Der Vorsitzende der regierenden Demokratischen Partei (DP), Jung Chung-rae, hat eine zügige Justizreform angekündigt.
Auf seiner ersten offiziellen Pressekonferenz seit seinem Amtsantritt erklärte Jung am Freitag, er werde die Reformvorhaben entschlossen und zügig vorantreiben.
Geplant seien eine zweite umfassende Sonderermittlung sowie eine Sonderermittlung im Zusammenhang mit der Vereinigungskirche. Diese beiden Vorhaben wolle er so schnell wie möglich auf den Weg bringen.

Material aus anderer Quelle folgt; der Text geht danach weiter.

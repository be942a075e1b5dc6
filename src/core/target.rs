//! Build targets and target selection.

use std::fmt;
use std::path::PathBuf;

use anyhow::Result;
use serde::Serialize;

use crate::core::errors::KraftError;
use crate::core::kconfig::KConfig;
use crate::util::prompt::Prompter;

/// A concrete (architecture, platform, name) configuration producing one kernel.
#[derive(Debug, Clone, PartialEq, Eq, Serialize)]
pub struct Target {
    pub name: String,
    pub architecture: String,
    pub platform: String,
    /// Kernel image the build produces (or a prebuilt runtime provides).
    pub kernel: PathBuf,
    pub kconfig: KConfig,
    /// Default command line, if the target declares one.
    pub command: Vec<String>,
}

impl Target {
    /// The identity a project guarantees to be unique.
    pub fn id(&self) -> (&str, &str, &str) {
        (&self.architecture, &self.platform, &self.name)
    }

    /// `plat/arch`
    pub fn platarch(&self) -> String {
        format!("{}/{}", self.platform, self.architecture)
    }
}

impl fmt::Display for Target {
    fn fmt(&self, f: &mut fmt::Formatter<'_>) -> fmt::Result {
        write!(f, "{} ({})", self.name, self.platarch())
    }
}

/// User-supplied narrowing of a target set. Empty strings mean "unset".
#[derive(Debug, Clone, Default, PartialEq, Eq)]
pub struct TargetConstraints {
    pub architecture: String,
    pub platform: String,
    pub name: String,
}

impl TargetConstraints {
    pub fn new(
        architecture: impl Into<String>,
        platform: impl Into<String>,
        name: impl Into<String>,
    ) -> Self {
        TargetConstraints {
            architecture: architecture.into(),
            platform: platform.into(),
            name: name.into(),
        }
    }

    /// Reject a target name combined with an architecture or platform.
    pub fn validate(&self) -> Result<(), KraftError> {
        if !self.name.is_empty() && (!self.architecture.is_empty() || !self.platform.is_empty()) {
            return Err(KraftError::IncompatibleArguments(
                "the `--arch` and `--plat` options are not supported in addition to `--target`"
                    .to_string(),
            ));
        }
        Ok(())
    }

    pub fn is_empty(&self) -> bool {
        self.architecture.is_empty() && self.platform.is_empty() && self.name.is_empty()
    }
}

type Condition = fn(&Target, &str, &str, &str) -> bool;

/// Clauses are tried in order; a target matching any of them is kept.
const CONDITIONS: [Condition; 5] = [
    // No constraints at all
    |_, arch, plat, name| name.is_empty() && arch.is_empty() && plat.is_empty(),
    // Target name
    |t, _, _, name| !name.is_empty() && t.name == name,
    // Architecture only
    |t, arch, plat, _| !arch.is_empty() && plat.is_empty() && t.architecture == arch,
    // Platform only
    |t, arch, plat, _| !plat.is_empty() && arch.is_empty() && t.platform == plat,
    // Architecture and platform
    |t, arch, plat, _| {
        !arch.is_empty() && !plat.is_empty() && t.architecture == arch && t.platform == plat
    },
];

/// Narrow `targets` by `constraints`, preserving declaration order.
pub fn filter(targets: &[Target], constraints: &TargetConstraints) -> Result<Vec<Target>, KraftError> {
    constraints.validate()?;

    let TargetConstraints {
        architecture: arch,
        platform: plat,
        name,
    } = constraints;

    Ok(targets
        .iter()
        .filter(|t| CONDITIONS.iter().any(|c| c(t, arch, plat, name)))
        .cloned()
        .collect())
}

/// Filter, then ask the user to pick one when several remain.
///
/// Without a prompter every remaining target is kept. An empty result is
/// [`KraftError::NoTargetsSelected`] for `action`.
pub fn select(
    targets: &[Target],
    constraints: &TargetConstraints,
    prompter: Option<&dyn Prompter>,
    action: &str,
) -> Result<Vec<Target>> {
    let mut selected = filter(targets, constraints)?;

    if selected.len() > 1 {
        if let Some(prompter) = prompter {
            let options: Vec<String> = selected.iter().map(|t| t.to_string()).collect();
            let index = prompter.select(&format!("select target to {}", action), &options)?;
            selected = vec![selected.swap_remove(index)];
        }
    }

    if selected.is_empty() {
        return Err(KraftError::NoTargetsSelected {
            action: action.to_string(),
        }
        .into());
    }

    tracing::debug!(
        "selected {} target(s): {}",
        selected.len(),
        selected.iter().map(|t| t.name.as_str()).collect::<Vec<_>>().join(", ")
    );
    Ok(selected)
}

Zur zweiten umfassenden Sonderermittlung sagte Jung, er wolle nur die offenen Punkte nach den bisher drei Sonderermittlungen zusammenführen und gezielt weiterverfolgen. Dabei geht es um die Vorwürfe gegen Ex-First Lady Kim Keon-hee, um den Verdacht des Hochverrats und um den Todesfall des Marineinfanteristen Chae. Ziel sei es, die Verdachtsmomente im Zusammenhang mit dem Kriegsrecht abschließend aufzuklären.

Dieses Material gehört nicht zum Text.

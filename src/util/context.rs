//! Global context for kraftpack operations.
//!
//! Provides centralized access to configuration, paths, and environment.

use std::path::{Path, PathBuf};
use std::sync::LazyLock;

use anyhow::{Context, Result};
use directories::ProjectDirs;

use crate::util::config::{load_config, project_config_path, Config};

/// Environment variable overriding the kraftpack home directory.
pub const HOME_ENV: &str = "KRAFTPACK_HOME";

/// Project directories for kraftpack
static PROJECT_DIRS: LazyLock<Option<ProjectDirs>> =
    LazyLock::new(|| ProjectDirs::from("sh", "kraftpack", "kraftpack"));

/// Global context containing configuration and paths.
#[derive(Debug, Clone)]
pub struct GlobalContext {
    /// Current working directory
    cwd: PathBuf,

    /// Home directory for global kraftpack data
    home: PathBuf,

    /// Merged global and project configuration
    config: Config,
}

impl GlobalContext {
    /// Create a new GlobalContext rooted at the process working directory.
    pub fn new() -> Result<Self> {
        let cwd = std::env::current_dir().context("failed to get current directory")?;
        Self::with_cwd(cwd)
    }

    /// Create a GlobalContext with a specific working directory.
    pub fn with_cwd(cwd: PathBuf) -> Result<Self> {
        let home = match std::env::var_os(HOME_ENV) {
            Some(dir) if !dir.is_empty() => PathBuf::from(dir),
            _ => match PROJECT_DIRS.as_ref() {
                Some(dirs) => dirs.cache_dir().to_path_buf(),
                None => cwd.join(".kraftpack-home"),
            },
        };

        let config = load_config(&home.join("config.toml"), &project_config_path(&cwd));

        Ok(GlobalContext {
            cwd,
            home,
            config,
        })
    }

    pub fn cwd(&self) -> &Path {
        &self.cwd
    }

    /// Get the kraftpack home directory.
    pub fn home(&self) -> &Path {
        &self.home
    }

    pub fn config(&self) -> &Config {
        &self.config
    }

    /// Get the global configuration file path.
    pub fn config_path(&self) -> PathBuf {
        self.home.join("config.toml")
    }

    /// Get the global cache directory.
    pub fn cache_dir(&self) -> PathBuf {
        self.home.join("cache")
    }

    /// Local copies of catalog index files.
    pub fn manifests_dir(&self) -> PathBuf {
        self.cache_dir().join("manifests")
    }

    /// Downloaded component archives.
    pub fn downloads_dir(&self) -> PathBuf {
        self.cache_dir().join("downloads")
    }

    /// Store for packaged unikernels.
    pub fn packages_dir(&self) -> PathBuf {
        self.cache_dir().join("packages")
    }
}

Als möglichen Schwerpunkt der Sonderermittlung zur Vereinigungskirche nannte Jung den Verdacht, dass die Partei der Macht des Volkes (PPP) im Präsidentschaftswahlkampf 2022 politische Spenden aus dem Umfeld der Kirche erhalten habe.
Sollte sich eine strafbare Verflechtung zwischen der PPP und der Vereinigungskirche durch ein rechtskräftiges Urteil bestätigen, müsse die Partei als verfassungswidrig aufgelöst werden, betonte Jung.